[PATCH 10/10] fault injection: inject faults in new/rare callchains

From: Vegard Nossum
Date: Wed Aug 03 2016 - 11:11:23 EST


Before this patch, fault injection uses a combination of randomness and
frequency to determine where to inject faults. The problem with this is
that code paths which are executed very rarely get proportional amounts
of faults injected.

A better heuristic is to look at the actual callchain leading up to the
possible failure point; if we see a callchain that we've never seen up
until this point, chances are it's a rare one and we should definitely
inject a fault here (since we might not get the chance again later).

This uses a probabilistic set structure (similar to a bloom filter) to
determine whether we have seen a particular callchain before by hashing
the stack trace and atomically testing/setting a bit corresponding to
the current callchain.

There is a possibility of false negatives (i.e. we think we have seen a
particular callchain before when in fact we haven't, therefore we don't
inject a fault where we should have).

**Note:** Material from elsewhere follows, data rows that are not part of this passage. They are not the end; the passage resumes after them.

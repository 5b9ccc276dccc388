//! Error types for optrade-signal.

use thiserror::Error;

#[derive(Debug, Error)]
pub enum SignalError {
    #[error("store error: {0}")]
    Store(#[from] optrade_store::StoreError),

    #[error("duplicate signal: fingerprint already has a non-terminal or executed signal this session")]
    DuplicateSignal,

    #[error("invalid signal: {0}")]
    InvalidSignal(String),

    #[error("signal {0} not found")]
    NotFound(uuid::Uuid),

    #[error("illegal status transition for signal {id}: {from:?} -> {to:?}")]
    IllegalTransition {
        id: uuid::Uuid,
        from: optrade_core::SignalStatus,
        to: optrade_core::SignalStatus,
    },
}

pub type Result<T> = std::result::Result<T, SignalError>;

We might use some sort of random
seed here, but the additional complexity doesn't seem worth it to me.

This finds a lot more bugs than just plain fault injection.

Signed-off-by: Vegard Nossum <vegard.nossum@xxxxxxxxxx>
---
lib/Kconfig.debug | 29 +++++++++++++++++++++++++++++
lib/fault-inject.c | 36 +++++++++++++++++++++++++++++++-----
2 files changed, 60 insertions(+), 5 deletions(-)

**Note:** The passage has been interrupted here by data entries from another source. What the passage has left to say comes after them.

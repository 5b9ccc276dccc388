//! `Executor`: the single signal-to-position dispatcher, grounded in the
//! teacher's `hip3-executor::executor::Executor` three-stage
//! validate -> size -> dispatch shape, generalized to the three execution
//! modes (`LOG_ONLY`/`PAPER`/`LIVE`) this system supports instead of the
//! teacher's paper/live split.

use crate::error::{ExecutorError, Result};
use crate::sizing::{self, SizingConfig};
use async_trait::async_trait;
use chrono::{DateTime, Utc};
use optrade_broker::{BrokerClient, OrderRequest, OrderSide, OrderType};
use optrade_core::{
    MarketCalendar, Position, PositionMode, Signal, SignalAction, SignalStatus,
};
use optrade_eventbus::{Event, EventBus, EventHandler};
use optrade_options::{StrikeSelector, StrikeSelectorConfig};
use optrade_risk::{RiskConfig, RiskGate};
use optrade_signal::SignalManager;
use optrade_store::Store;
use optrade_telemetry::metrics::{AVAILABLE_MARGIN, GATE_BLOCKED_TOTAL, ORDERS_TOTAL, POSITIONS_OPEN};
use rust_decimal::prelude::ToPrimitive;
use rust_decimal::Decimal;
use std::sync::Arc;
use std::time::Duration;
use tracing::{error, info, warn};
use uuid::Uuid;

#[derive(Debug, Clone)]
pub struct ExecutorConfig {
    pub mode: PositionMode,
    pub risk: RiskConfig,
    pub sizing: SizingConfig,
    pub strike_selector: StrikeSelectorConfig,
    /// Fraction of the resolved contract's `last_price` used as the
    /// option-premium stop loss (distinct from the signal's underlying
    /// bracket, which the strike selector only consults for direction and
    /// expected-move magnitude).
    pub stop_loss_pct: Decimal,
    pub target_pct: Decimal,
    /// How often to poll `get_order_status` after a `LIVE` order placement.
    pub order_poll_interval: Duration,
    /// Total time to wait for a fill before giving up on a `LIVE` order.
    pub order_timeout: Duration,
}

/// Wires together validation, strike selection, sizing and dispatch for
/// every `SignalGenerated` event. One instance per running bot; stateless
/// beyond the `Arc`s it holds, so `Clone` is cheap and it is safe to
/// subscribe the same instance to the bus under its own `Arc`.
#[derive(Clone)]
pub struct Executor {
    store: Arc<dyn Store>,
    broker: Arc<dyn BrokerClient>,
    event_bus: Arc<EventBus>,
    signal_manager: Arc<SignalManager>,
    strike_selector: Arc<StrikeSelector>,
    risk_gate: Arc<RiskGate>,
    calendar: Arc<MarketCalendar>,
    config: ExecutorConfig,
}

impl Executor {
    #[allow(clippy::too_many_arguments)]
    pub fn new(
        store: Arc<dyn Store>,
        broker: Arc<dyn BrokerClient>,
        event_bus: Arc<EventBus>,
        signal_manager: Arc<SignalManager>,
        calendar: Arc<MarketCalendar>,
        config: ExecutorConfig,
    ) -> Self {
        let strike_selector = Arc::new(StrikeSelector::new(broker.clone(), config.strike_selector.clone()));
        let risk_gate = Arc::new(RiskGate::new(config.risk.clone()));
        Self {
            store,
            broker,
            event_bus,
            signal_manager,
            strike_selector,
            risk_gate,
            calendar,
            config,
        }
    }

    /// The full validate -> size -> dispatch pipeline for one signal.
    /// Idempotent: a signal that already has a position on file is a no-op
    /// (`ExecutorError::AlreadyExecuted`), never a second order.
    pub async fn execute(&self, signal: Signal) -> Result<Position> {
        if let Some(existing) = self.store.get_position_by_signal(signal.id).await? {
            return Err(ExecutorError::AlreadyExecuted(existing.signal_id));
        }

        let now = self.now();
        let open_positions = self.store.get_open_positions().await?;
        if let Err(err) = self.risk_gate.check_all(&signal, now, open_positions.len()) {
            GATE_BLOCKED_TOTAL.with_label_values(&[gate_name(&err)]).inc();
            self.signal_manager
                .update_status(signal.id, SignalStatus::Rejected, Some(&err.to_string()))
                .await?;
            self.event_bus.publish(Event::OrderRejected {
                signal_id: signal.id,
                reason: err.to_string(),
            });
            return Err(err.into());
        }

        self.signal_manager
            .update_status(signal.id, SignalStatus::Processing, None)
            .await?;

        let contract = self
            .strike_selector
            .select(
                &signal.symbol,
                signal.action,
                signal.reference_price,
                signal.expected_move_pct.unwrap_or(Decimal::ZERO),
                now,
            )
            .await?;

        let stop_loss_premium = contract.last_price * (Decimal::ONE - self.config.stop_loss_pct);
        let target_premium = contract.last_price * (Decimal::ONE + self.config.target_pct);
        let quantity = sizing::compute_quantity(
            &self.config.sizing,
            contract.last_price,
            stop_loss_premium,
            contract.lot_size,
        );

        let mut position = Position::open(
            signal.id,
            signal.strategy_name.clone(),
            signal.symbol.clone(),
            signal.asset_class,
            self.config.mode,
            contract.last_price,
            quantity,
            now,
        )
        .with_option_leg(
            contract.trading_symbol.clone(),
            contract.strike,
            contract.option_type,
            contract.expiry,
            contract.lot_size,
        );
        position.stop_loss = Some(stop_loss_premium);
        position.target = Some(target_premium);

        if self.config.mode == PositionMode::LogOnly {
            info!(
                signal_id = %signal.id,
                symbol = %contract.trading_symbol,
                quantity = %quantity,
                simulated_order_id = %format!("LOG_{}", Uuid::new_v4()),
                "LOG_ONLY: would open position"
            );
            ORDERS_TOTAL.with_label_values(&["log_only", "simulated"]).inc();
            self.signal_manager
                .update_status(signal.id, SignalStatus::Executed, None)
                .await?;
            return Ok(position);
        }

        let position = match self.config.mode {
            PositionMode::Paper => {
                info!(signal_id = %signal.id, symbol = %contract.trading_symbol, "PAPER: opening simulated position");
                ORDERS_TOTAL.with_label_values(&["paper", "simulated"]).inc();
                position
            }
            PositionMode::Live => match self.dispatch_live(signal.id, &contract, position).await {
                Ok(position) => position,
                Err(err) => {
                    self.signal_manager
                        .update_status(signal.id, SignalStatus::Failed, Some(&err.to_string()))
                        .await?;
                    self.event_bus.publish(Event::OrderRejected {
                        signal_id: signal.id,
                        reason: err.to_string(),
                    });
                    return Err(err);
                }
            },
            PositionMode::LogOnly => unreachable!("handled above"),
        };

        self.store.insert_position(&position).await?;
        POSITIONS_OPEN.inc();
        self.signal_manager
            .update_status(signal.id, SignalStatus::Executed, None)
            .await?;
        self.event_bus.publish(Event::PositionOpened(position.clone()));
        Ok(position)
    }

    async fn dispatch_live(
        &self,
        signal_id: Uuid,
        contract: &optrade_core::OptionContract,
        mut position: Position,
    ) -> Result<Position> {
        let required_margin = position.quantity.notional(contract.last_price);
        let available = self.broker.get_available_margin().await?;
        AVAILABLE_MARGIN.with_label_values(&["INR"]).set(available.inner().to_f64().unwrap_or(0.0));
        if available.inner() < required_margin {
            return Err(ExecutorError::InsufficientMargin {
                required: required_margin,
                available: available.inner(),
            });
        }

        let order = OrderRequest {
            client_order_id: Uuid::new_v4(),
            symbol: position.option_symbol.clone().unwrap_or_else(|| position.symbol.clone()),
            side: OrderSide::Buy,
            order_type: OrderType::Limit,
            quantity: position.quantity,
            limit_price: Some(contract.last_price),
        };
        self.event_bus.publish(Event::OrderPlaced {
            signal_id,
            order: order.clone(),
        });

        let ack = self.broker.place_order(order).await?;
        let filled = self.poll_until_filled(&ack.broker_order_id, ack).await?;
        ORDERS_TOTAL
            .with_label_values(&["live", &format!("{:?}", filled.status).to_lowercase()])
            .inc();
        self.event_bus.publish(Event::OrderFilled {
            signal_id,
            ack: filled.clone(),
        });

        if let Some(avg_price) = filled.average_fill_price {
            position.entry_price = avg_price;
            position.high_water_mark = avg_price;
        }
        Ok(position)
    }

    async fn poll_until_filled(
        &self,
        broker_order_id: &str,
        mut latest: optrade_broker::OrderAck,
    ) -> Result<optrade_broker::OrderAck> {
        use optrade_broker::BrokerOrderStatus;

        let deadline = tokio::time::Instant::now() + self.config.order_timeout;
        loop {
            match latest.status {
                BrokerOrderStatus::Filled => return Ok(latest),
                BrokerOrderStatus::Rejected | BrokerOrderStatus::Cancelled => {
                    return Err(ExecutorError::OrderNotFilled {
                        order_id: broker_order_id.to_string(),
                        reason: format!("{:?}", latest.status),
                    });
                }
                _ => {}
            }
            if tokio::time::Instant::now() >= deadline {
                warn!(order_id = broker_order_id, "LIVE order did not fill before timeout");
                return Err(ExecutorError::OrderNotFilled {
                    order_id: broker_order_id.to_string(),
                    reason: "timed out waiting for fill".to_string(),
                });
            }
            tokio::time::sleep(self.config.order_poll_interval).await;
            latest = self.broker.get_order_status(broker_order_id).await?;
        }
    }

    fn now(&self) -> DateTime<Utc> {
        self.calendar.now().with_timezone(&Utc)
    }
}

#[async_trait]
impl EventHandler for Executor {
    async fn handle(&self, event: Event) {
        let Event::SignalGenerated(signal) = event else {
            return;
        };
        let signal_id = signal.id;
        match self.execute(signal).await {
            Ok(position) => {
                info!(signal_id = %signal_id, position_id = %position.id, "position opened");
            }
            Err(ExecutorError::AlreadyExecuted(_)) => {
                // Expected on a re-delivered signal after a crash/restart.
            }
            Err(err) => {
                error!(signal_id = %signal_id, error = %err, "signal execution failed");
            }
        }
    }
}

fn gate_name(err: &optrade_risk::RiskError) -> &'static str {
    match err {
        optrade_risk::RiskError::GateBlocked { gate, .. } => match gate.as_str() {
            "allow_list" => "allow_list",
            "signal_age" => "signal_age",
            "trading_enabled" => "trading_enabled",
            "max_concurrent" => "max_concurrent",
            _ => "unknown",
        },
    }
}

diff --git a/lib/Kconfig.debug b/lib/Kconfig.debug
index 52f7e14..9e81720 100644
--- a/lib/Kconfig.debug
+++ b/lib/Kconfig.debug
@@ -1701,6 +1701,35 @@ config FAULT_INJECTION_STACKTRACE_FILTER
help
Provide stacktrace filter for fault-injection capabilities

+config FAULT_INJECTION_AT_NEW_CALLSITES
+ bool "Inject fault the first time at a new callsite"
+ depends on FAULT_INJECTION_STACKTRACE_FILTER
+ help
+ Without this, fault injection uses a combination of randomness
+ and frequency to determine where to inject faults. The problem
+ with this is that code paths which are executed very rarely get
+ proportional amounts of faults injected.
+
+ A better heuristic is to look at the actual callchain leading
+ up to the possible failure point; if we see a callchain that
+ we've never seen up until this point, chances are it's a rare
+ one and we should definitely inject a fault here (since we
+ might not get the chance again later).
+
+ This uses a probabilistic set structure (similar to a bloom
+ filter) to determine whether we have seen a particular
+ callchain before by hashing the stack trace and atomically
+ testing/setting a bit corresponding to the current callchain.
+
+ There is a possibility of false negatives (i.e. we think we
+ have seen a particular callchain before when in fact we
+ haven't, therefore we don't inject a fault where we should
+ have). We might use some sort of random seed here, but the
+ additional complexity doesn't seem worth it to me.
+
+ This finds a lot more bugs than just plain fault injection,
+ but comes with a small additional overhead.
+
config LATENCYTOP
bool "Latency measuring infrastructure"
depends on DEBUG_KERNEL
diff --git a/lib/fault-inject.c b/lib/fault-inject.c
index adba7c9..5ad11dd 100644
--- a/lib/fault-inject.c
+++ b/lib/fault-inject.c
@@ -63,7 +63,7 @@ static bool fail_task(struct fault_attr *attr, struct task_struct *task)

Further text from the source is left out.